Unfortunately, the Church accepted this new language of secular vs. sacred, and sought to participate in society by means that often only amounted to doing ethics. So the Church would become known not for her narrative of damnation from sin and gracious salvation in Christ, but for what she thought of ethical issues. She took up the role of moral policeman and ethical counselor and by doing so gave credence to the new emerging language of secular and religious spheres: that the place for religious things is private and the place for politics is public. Religion’s importance became demoted as it was no longer on the same level as “reason,” which was best seen in science and mathematics. It became unreasonable to say miracles or the supernatural were “real”—after all the definition of “real” had changed. Now what was real had to be empirical.
The result from such a change was the Church’s eventual loss of cultural importance. No longer content to preach Christ crucified, it became a moral watcher-on-the-wall. The secular society saw no good “reason” to behave in any religiously informed moral way. Since the narrative of the Church was constrained to private belief there was no reason to impose such a view publicly. In the end the language changed, and it changed everything.
So what is the way forward? Certainly any attempt to recreate Christendom is fraught with danger. Rather, the Church in exile does best to return to the basics—or better put—be more authentically herself. Since the Church knows the end-game, since it knows the Kingdom of God is here and advancing, since it knows Christ is setting all things right and will come again to judge the living and dead, she sits secure amidst a world drifting in change and uncertainty, searching for a new language by which to make sense of itself.

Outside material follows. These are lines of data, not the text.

use lazy_static::lazy_static;

use crate::{
    moves::attack_boards::{FILE_A, FILE_H, RANKS},
    types::{bitboard::Bitboard, square::Square},
};

use super::moves::{Direction, Direction::*};

/// Magic bitboard layout after the rustic chess engine by mvanthoor

/// Simple xorshift generator, no repetitions over 100B iterations
pub struct Rng(u64);

impl Default for Rng {
    fn default() -> Self {
        Self(0xE926_E621_0D9E_3487)
    }
}

impl Rng {
    pub fn next_u64(&mut self) -> u64 {
        self.0 ^= self.0 << 21;
        self.0 ^= self.0 >> 35;
        self.0 ^= self.0 << 4;
        self.0
    }

    /// u64s with roughly 8 active bits, the desirable density for magics
    pub fn next_magic(&mut self) -> u64 {
        self.next_u64() & self.next_u64() & self.next_u64()
    }
}

pub const ROOK_M_SIZE: usize = 102_400;
const R_DELTAS: [Direction; 4] = [North, South, East, West];

pub const BISHOP_M_SIZE: usize = 5248;
const B_DELTAS: [Direction; 4] = [SouthEast, SouthWest, NorthEast, NorthWest];

#[derive(Clone, Copy, Default)]
struct MagicEntry {
    mask: Bitboard,
    magic: u64,
    shift: u8,
    offset: usize,
}

pub struct Magics {
    rook_table: Vec<Bitboard>,
    rook_magics: [MagicEntry; 64],
    bishop_table: Vec<Bitboard>,
    bishop_magics: [MagicEntry; 64],
}

lazy_static! {
    static ref MAGICS: Magics = Magics::default();
}

pub fn bishop_attacks(sq: Square, occupied: Bitboard) -> Bitboard {
    MAGICS.bishop_attacks(occupied, sq)
}

pub fn rook_attacks(sq: Square, occupied: Bitboard) -> Bitboard {
    MAGICS.rook_attacks(occupied, sq)
}

pub fn queen_attacks(sq: Square, occupied: Bitboard) -> Bitboard {
    rook_attacks(sq, occupied) | bishop_attacks(sq, occupied)
}

fn index(entry: &MagicEntry, occupied: Bitboard) -> usize {
    let blockers = occupied & entry.mask;
    let hash = blockers.0.wrapping_mul(entry.magic);
    entry.offset + (hash >> entry.shift) as usize
}

impl Magics {
    fn bishop_attacks(&self, occupied: Bitboard, sq: Square) -> Bitboard {
        let magic = &self.bishop_magics[sq];
        self.bishop_table[index(magic, occupied)]
    }

    fn rook_attacks(&self, occupied: Bitboard, sq: Square) -> Bitboard {
        let magic = &self.rook_magics[sq];
        self.rook_table[index(magic, occupied)]
    }
}

impl Default for Magics {
    fn default() -> Self {
        let mut rng = Rng::default();
        let mut rook_table = Vec::with_capacity(ROOK_M_SIZE);
        let mut rook_magics = [MagicEntry::default(); 64];
        let mut bishop_table = Vec::with_capacity(BISHOP_M_SIZE);
        let mut bishop_magics = [MagicEntry::default(); 64];

        for sq in Square::iter() {
            let rook_bits = blockers(R_DELTAS, sq).count_bits() as u8;
            let (entry, mut table) = find_magic(sq, rook_bits, R_DELTAS, &mut rng, rook_table.len());
            rook_magics[sq] = entry;
            rook_table.append(&mut table);

            let bishop_bits = blockers(B_DELTAS, sq).count_bits() as u8;
            let (entry, mut table) = find_magic(sq, bishop_bits, B_DELTAS, &mut rng, bishop_table.len());
            bishop_magics[sq] = entry;
            bishop_table.append(&mut table);
        }

        assert_eq!(ROOK_M_SIZE, rook_table.len());
        assert_eq!(BISHOP_M_SIZE, bishop_table.len());

        Self { rook_table, rook_magics, bishop_table, bishop_magics }
    }
}

fn find_magic(
    sq: Square,
    idx_bits: u8,
    deltas: [Direction; 4],
    rng: &mut Rng,
    offset: usize,
) -> (MagicEntry, Vec<Bitboard>) {
    let edges = ((RANKS[0] | RANKS[7]) & !sq.rank_bitboard()) | ((FILE_A | FILE_H) & !sq.file_bitboard());
    let mask = blockers(deltas, sq) & !edges;
    loop {
        let magic = rng.next_magic();
        let shift = 64 - idx_bits;
        let magic_entry = MagicEntry { mask, magic, shift, offset };
        if let Some(table) = make_table(deltas, sq, &magic_entry) {
            return (magic_entry, table);
        }
    }
}

fn make_table(deltas: [Direction; 4], sq: Square, magic_entry: &MagicEntry) -> Option<Vec<Bitboard>> {
    let idx_bits = 64 - magic_entry.shift;
    let mut table = vec![Bitboard::EMPTY; 1 << idx_bits];
    let mut blockers = Bitboard::EMPTY;
    loop {
        let moves = sliding_attack(deltas, sq, blockers);
        let table_entry = &mut table[index(magic_entry, blockers) - magic_entry.offset];
        if *table_entry == Bitboard::EMPTY {
            *table_entry = moves;
        } else if *table_entry != moves {
            return None;
        }

        blockers.0 = blockers.0.wrapping_sub(magic_entry.mask.0) & magic_entry.mask.0;
        if blockers == Bitboard::EMPTY {
            break;
        }
    }
    Some(table)
}

/// Sliding attacks in four directions, stopping on (and including) occupied
/// squares
fn sliding_attack(deltas: [Direction; 4], sq: Square, occupied: Bitboard) -> Bitboard {
    let mut attack = Bitboard::EMPTY;
    for dir in deltas {
        let mut s = sq;
        while let Some(shifted) = s.checked_shift(dir) {
            attack |= shifted.bitboard();
            if occupied.occupied(shifted) {
                break;
            }
            s = shifted;
        }
    }
    attack
}

fn blockers(deltas: [Direction; 4], sq: Square) -> Bitboard {
    let mut blockers = Bitboard::EMPTY;
    for dir in deltas {
        let mut s = sq;
        while let Some(shifted) = s.checked_shift(dir) {
            blockers |= shifted.bitboard();
            s = shifted;
        }
    }
    blockers
}

#[cfg(test)]
mod magic_tests {
    use super::*;

    #[test]
    fn rook_attacks_empty_board() {
        let attacks = rook_attacks(Square(0), Bitboard::EMPTY);
        assert_eq!(attacks.count_bits(), 14);
    }

    #[test]
    fn rook_attacks_blocked() {
        let occ = Square(8).bitboard() | Square(1).bitboard();
        let attacks = rook_attacks(Square(0), occ);
        assert_eq!(attacks, Square(8).bitboard() | Square(1).bitboard());
    }

    #[test]
    fn bishop_attacks_center() {
        let attacks = bishop_attacks(Square(27), Bitboard::EMPTY);
        assert_eq!(attacks.count_bits(), 13);
    }
}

While the Church can and should police its own morality, it should strive hard to not be seen as fundamentally about shaping and changing cultural moral issues. Rather, it must return to the narrative of sin and redemption in Christ. This “foolish” message as Paul calls it, has the power to save souls. Since we believe in salvation by grace alone, then that means we believe that every conversion is a miracle. And if a miracle, then God’s work. And if God’s work, then grounded in his might and power. Still, the Church is responsible to go, tell, teach and baptize. If we return to that message of sin and redemption and avoid the very real temptation to make the culture cosmetically “Christian,” then we shall, perhaps, find that the Church in exile is the Church blessed, and the Church blessed, blesses the world.

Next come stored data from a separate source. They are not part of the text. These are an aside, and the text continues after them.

use crate::{moves::moves::Move, search::search::NEAR_CHECKMATE};
use std::{
    fs::File,
    io::{self, Read, Write},
    path::Path,
    sync::atomic::{AtomicU64, Ordering},
};

/// One table record, packed into two 64-bit words so that a store is two
/// plain writes and a racing reader that sees a torn pair fails the tag
/// check and discards it.
///
/// key word:  bits 0-31 move, bits 32-63 high half of the zobrist hash
/// data word: bits 0-15 score, 16-31 static eval, 32-40 depth,
///            41-42 bound, 43 pv flag, 44 null-move-threat flag, 45-48 age
#[derive(Clone, Copy, Debug, Default, PartialEq, Eq)]
pub struct TableEntry {
    key: u64,
    data: u64,
}

#[derive(Clone, Copy, Debug, Default, PartialEq, Eq)]
#[repr(u8)]
pub enum EntryFlag {
    #[default]
    None = 0,
    /// Upper bound on the score of the position
    AlphaUnchanged = 1,
    /// Lower bound on the score of the position
    BetaCutOff = 2,
    Exact = 3,
}

impl From<u64> for EntryFlag {
    fn from(value: u64) -> Self {
        match value & 0b11 {
            0 => Self::None,
            1 => Self::AlphaUnchanged,
            2 => Self::BetaCutOff,
            3 => Self::Exact,
            _ => unreachable!(),
        }
    }
}

impl TableEntry {
    #[allow(clippy::too_many_arguments)]
    fn new(
        hash: u64,
        m: Move,
        depth: i32,
        flag: EntryFlag,
        score: i32,
        is_pv: bool,
        threat: bool,
        static_eval: i32,
        age: u64,
    ) -> Self {
        debug_assert!((0..512).contains(&depth));
        let key = (hash >> 32) << 32 | u64::from(m.0);
        let data = (score as i16 as u16 as u64)
            | (static_eval as i16 as u16 as u64) << 16
            | (depth as u64) << 32
            | (flag as u64) << 41
            | u64::from(is_pv) << 43
            | u64::from(threat) << 44
            | age << 45;
        Self { key, data }
    }

    pub const fn tag(self) -> u32 {
        (self.key >> 32) as u32
    }

    pub fn best_move(self) -> Move {
        Move(self.key as u32)
    }

    pub const fn search_score(self) -> i32 {
        self.data as u16 as i16 as i32
    }

    pub const fn static_eval(self) -> i32 {
        (self.data >> 16) as u16 as i16 as i32
    }

    pub const fn depth(self) -> i32 {
        (self.data >> 32 & 0x1FF) as i32
    }

    pub fn flag(self) -> EntryFlag {
        EntryFlag::from(self.data >> 41)
    }

    pub const fn was_pv(self) -> bool {
        self.data >> 43 & 1 != 0
    }

    pub const fn null_move_threat(self) -> bool {
        self.data >> 44 & 1 != 0
    }

    const fn age(self) -> u64 {
        self.data >> 45 & 0b1111
    }

    const fn is_occupied(self) -> bool {
        self.data != 0 || self.key != 0
    }
}

/// Two slots per bucket: index 0 prefers depth, index 1 is always-replace
struct Bucket {
    keys: [AtomicU64; 2],
    datas: [AtomicU64; 2],
}

impl Bucket {
    fn read(&self, slot: usize) -> TableEntry {
        TableEntry {
            key: self.keys[slot].load(Ordering::Relaxed),
            data: self.datas[slot].load(Ordering::Relaxed),
        }
    }

    fn write(&self, slot: usize, entry: TableEntry) {
        self.datas[slot].store(entry.data, Ordering::Relaxed);
        self.keys[slot].store(entry.key, Ordering::Relaxed);
    }

    fn clear(&self) {
        for slot in 0..2 {
            self.keys[slot].store(0, Ordering::Relaxed);
            self.datas[slot].store(0, Ordering::Relaxed);
        }
    }
}

impl Default for Bucket {
    fn default() -> Self {
        Self {
            keys: [AtomicU64::new(0), AtomicU64::new(0)],
            datas: [AtomicU64::new(0), AtomicU64::new(0)],
        }
    }
}

pub struct TranspositionTable {
    buckets: Box<[Bucket]>,
    age: AtomicU64,
}

pub const DEFAULT_TABLE_SIZE_MB: usize = 16;
const BYTES_PER_MB: usize = 1024 * 1024;
const ENTRY_SIZE: usize = 16;
const MAX_AGE: u64 = (1 << 4) - 1;

impl TranspositionTable {
    pub fn new(mb: usize) -> Self {
        let entries = (mb.max(1) * BYTES_PER_MB / ENTRY_SIZE) & !1;
        let bucket_count = entries / 2;
        let mut buckets = Vec::with_capacity(bucket_count);
        buckets.resize_with(bucket_count, Bucket::default);
        Self { buckets: buckets.into_boxed_slice(), age: AtomicU64::new(0) }
    }

    fn bucket(&self, hash: u64) -> &Bucket {
        &self.buckets[(hash % self.buckets.len() as u64) as usize]
    }

    pub fn clear(&self) {
        self.buckets.iter().for_each(Bucket::clear);
        self.age.store(0, Ordering::Relaxed);
    }

    fn age(&self) -> u64 {
        self.age.load(Ordering::Relaxed)
    }

    /// Called once per root search so stale entries lose their replacement
    /// priority
    pub fn age_up(&self) {
        self.age.store((self.age() + 1) & MAX_AGE, Ordering::Relaxed);
    }

    pub fn get(&self, hash: u64, ply: i32) -> Option<TableEntry> {
        let bucket = self.bucket(hash);
        let tag = (hash >> 32) as u32;

        for slot in 0..2 {
            let mut entry = bucket.read(slot);
            if entry.tag() == tag && entry.is_occupied() {
                // Mate scores are stored relative to this node and converted
                // back to be root-relative
                let score = entry.search_score();
                if score > NEAR_CHECKMATE {
                    entry.data = entry.data & !0xFFFF | ((score - ply) as i16 as u16 as u64);
                } else if score < -NEAR_CHECKMATE {
                    entry.data = entry.data & !0xFFFF | ((score + ply) as i16 as u16 as u64);
                }
                return Some(entry);
            }
        }
        None
    }

    #[allow(clippy::too_many_arguments)]
    pub fn store(
        &self,
        hash: u64,
        m: Move,
        depth: i32,
        flag: EntryFlag,
        mut score: i32,
        ply: i32,
        is_pv: bool,
        threat: bool,
        static_eval: i32,
    ) {
        let bucket = self.bucket(hash);
        let tag = (hash >> 32) as u32;
        let age = self.age();

        if score > NEAR_CHECKMATE {
            score += ply;
        } else if score < -NEAR_CHECKMATE {
            score -= ply;
        }

        let depth_slot = bucket.read(0);
        // Keep a known best move when the new search produced none
        let m = if m.is_empty() && depth_slot.tag() == tag { depth_slot.best_move() } else { m };
        let entry = TableEntry::new(hash, m, depth, flag, score, is_pv, threat, static_eval, age);

        let replace_depth_slot = !depth_slot.is_occupied()
            || depth_slot.age() != age
            || (depth_slot.tag() == tag && depth >= depth_slot.depth())
            || (is_pv && !depth_slot.was_pv())
            || (flag == EntryFlag::Exact && depth_slot.flag() != EntryFlag::Exact && depth + 2 >= depth_slot.depth());

        if replace_depth_slot {
            bucket.write(0, entry);
            return;
        }

        let always_slot = bucket.read(1);
        if always_slot.tag() != tag || depth >= always_slot.depth() || always_slot.age() != age {
            bucket.write(1, entry);
        }
    }

    /// Portion of sampled entries written during the current search, in
    /// permille, as reported over UCI
    pub fn permille_usage(&self) -> usize {
        self.buckets
            .iter()
            .take(500)
            .flat_map(|b| [b.read(0), b.read(1)])
            .filter(|e| e.is_occupied() && e.depth() > 0 && e.age() == self.age())
            .count()
    }

    /// Writes the whole table to disk: entry count (i64), age (i32),
    /// occupied count (i32), then every entry as two little-endian words
    pub fn save(&self, path: &Path) -> io::Result<()> {
        let mut out = Vec::with_capacity(16 + self.buckets.len() * 2 * ENTRY_SIZE);
        let entries = self.buckets.len() as i64 * 2;
        out.extend_from_slice(&entries.to_le_bytes());
        out.extend_from_slice(&(self.age() as i32).to_le_bytes());
        let occupied = self.buckets.iter().flat_map(|b| [b.read(0), b.read(1)]).filter(|e| e.is_occupied()).count();
        out.extend_from_slice(&(occupied as i32).to_le_bytes());
        for bucket in self.buckets.iter() {
            for slot in 0..2 {
                let e = bucket.read(slot);
                out.extend_from_slice(&e.key.to_le_bytes());
                out.extend_from_slice(&e.data.to_le_bytes());
            }
        }
        File::create(path)?.write_all(&out)
    }

    /// Restores a table previously written by `save`. The restored table
    /// adopts the file's size, which may differ from the current one.
    pub fn load(path: &Path) -> io::Result<Self> {
        let mut bytes = Vec::new();
        File::open(path)?.read_to_end(&mut bytes)?;
        if bytes.len() < 16 {
            return Err(io::Error::new(io::ErrorKind::UnexpectedEof, "truncated table file"));
        }
        let entries = i64::from_le_bytes(bytes[0..8].try_into().unwrap());
        let age = i32::from_le_bytes(bytes[8..12].try_into().unwrap());
        if entries <= 0 || entries % 2 != 0 {
            return Err(io::Error::new(io::ErrorKind::InvalidData, "bad entry count"));
        }
        let expected = 16 + entries as usize * ENTRY_SIZE;
        if bytes.len() < expected {
            return Err(io::Error::new(io::ErrorKind::UnexpectedEof, "truncated table file"));
        }

        let bucket_count = entries as usize / 2;
        let mut buckets = Vec::with_capacity(bucket_count);
        buckets.resize_with(bucket_count, Bucket::default);
        let table = Self { buckets: buckets.into_boxed_slice(), age: AtomicU64::new(age as u64 & MAX_AGE) };

        let mut offset = 16;
        for bucket in table.buckets.iter() {
            for slot in 0..2 {
                let key = u64::from_le_bytes(bytes[offset..offset + 8].try_into().unwrap());
                let data = u64::from_le_bytes(bytes[offset + 8..offset + 16].try_into().unwrap());
                bucket.write(slot, TableEntry { key, data });
                offset += 16;
            }
        }
        Ok(table)
    }
}

#[cfg(test)]
mod transpos_tests {
    use super::*;
    use crate::{
        board::{board::Board, fen::STARTING_FEN},
        moves::moves::{Move, MoveType},
        search::search::CHECKMATE,
        types::{pieces::Piece, square::Square},
    };

    fn any_move() -> Move {
        Move::new(Square(12), Square(28), MoveType::Normal, Piece::WhitePawn, Piece::None)
    }

    #[test]
    fn store_then_get() {
        let b = Board::from_fen(STARTING_FEN);
        let table = TranspositionTable::new(4);
        assert!(table.get(b.zobrist_hash, 4).is_none());

        let m = any_move();
        table.store(b.zobrist_hash, m, 3, EntryFlag::Exact, 25, 4, false, false, 17);
        let entry = table.get(b.zobrist_hash, 2).unwrap();
        assert_eq!(entry.search_score(), 25);
        assert_eq!(entry.static_eval(), 17);
        assert_eq!(entry.depth(), 3);
        assert_eq!(entry.flag(), EntryFlag::Exact);
        assert_eq!(entry.best_move(), m);
    }

    #[test]
    fn mate_scores_are_ply_adjusted() {
        let table = TranspositionTable::new(4);
        let m = any_move();

        let ply = 15;
        let mated_score = -CHECKMATE + ply;
        table.store(0, m, 0, EntryFlag::Exact, mated_score, ply, false, false, 25);
        assert_eq!(table.get(0, 2).unwrap().search_score(), -CHECKMATE + 2);

        table.clear();
        let ply = 12;
        let found_mate = CHECKMATE - ply;
        table.store(0, m, 0, EntryFlag::Exact, found_mate, ply, false, false, 25);
        assert_eq!(table.get(0, 4).unwrap().search_score(), CHECKMATE - 4);
    }

    #[test]
    fn tt_round_trip_is_exact() {
        let table = TranspositionTable::new(4);
        let m = any_move();
        for score in [-500, -1, 0, 3, 999] {
            table.clear();
            table.store(0xDEAD_BEEF_0000_1234, m, 7, EntryFlag::BetaCutOff, score, 9, true, false, -42);
            let e = table.get(0xDEAD_BEEF_0000_1234, 9).unwrap();
            assert_eq!(e.search_score(), score);
            assert_eq!(e.static_eval(), -42);
            assert!(e.was_pv());
            assert!(!e.null_move_threat());
        }
    }

    #[test]
    fn deeper_entry_survives_in_depth_slot() {
        let table = TranspositionTable::new(1);
        let m = any_move();
        let hash = 0xAAAA_BBBB_0000_0001u64;
        table.store(hash, m, 9, EntryFlag::Exact, 50, 0, true, false, 0);
        // A shallow non-pv entry for the same hash must not evict the deep one
        table.store(hash, Move::EMPTY, 1, EntryFlag::AlphaUnchanged, 10, 0, false, false, 0);
        let e = table.get(hash, 0).unwrap();
        assert_eq!(e.depth(), 9);
        assert_eq!(e.search_score(), 50);
    }

    #[test]
    fn persistence_round_trip() {
        let dir = std::env::temp_dir().join("aplite_tt_test");
        std::fs::create_dir_all(&dir).unwrap();
        let path = dir.join("table.bin");

        let table = TranspositionTable::new(1);
        let m = any_move();
        table.store(0x1234_5678_0000_0042, m, 5, EntryFlag::Exact, 77, 0, false, false, 33);
        table.save(&path).unwrap();

        let restored = TranspositionTable::load(&path).unwrap();
        let e = restored.get(0x1234_5678_0000_0042, 0).unwrap();
        assert_eq!(e.search_score(), 77);
        assert_eq!(e.depth(), 5);
        std::fs::remove_file(&path).unwrap();
    }
}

Pastor Bruce Hillman serves Hillside Lutheran Brethren Church in Succasunna, New Jersey.
- Romans 10:17, Mark 9:7
- Genesis 3:5, adapted.
- I do not mean to say or imply the social sciences are wrong or unhelpful. Rather, I want to bring attention to the fact that their assumptions about the human person and mental/relational health rest independently of religion or spirituality. In other words they work on the assumption that the human person’s problem is nature vs. nurture and that the problem can be ultimately fixed without the need for the spiritual. The spiritual may be a helpful addition, but is not necessary.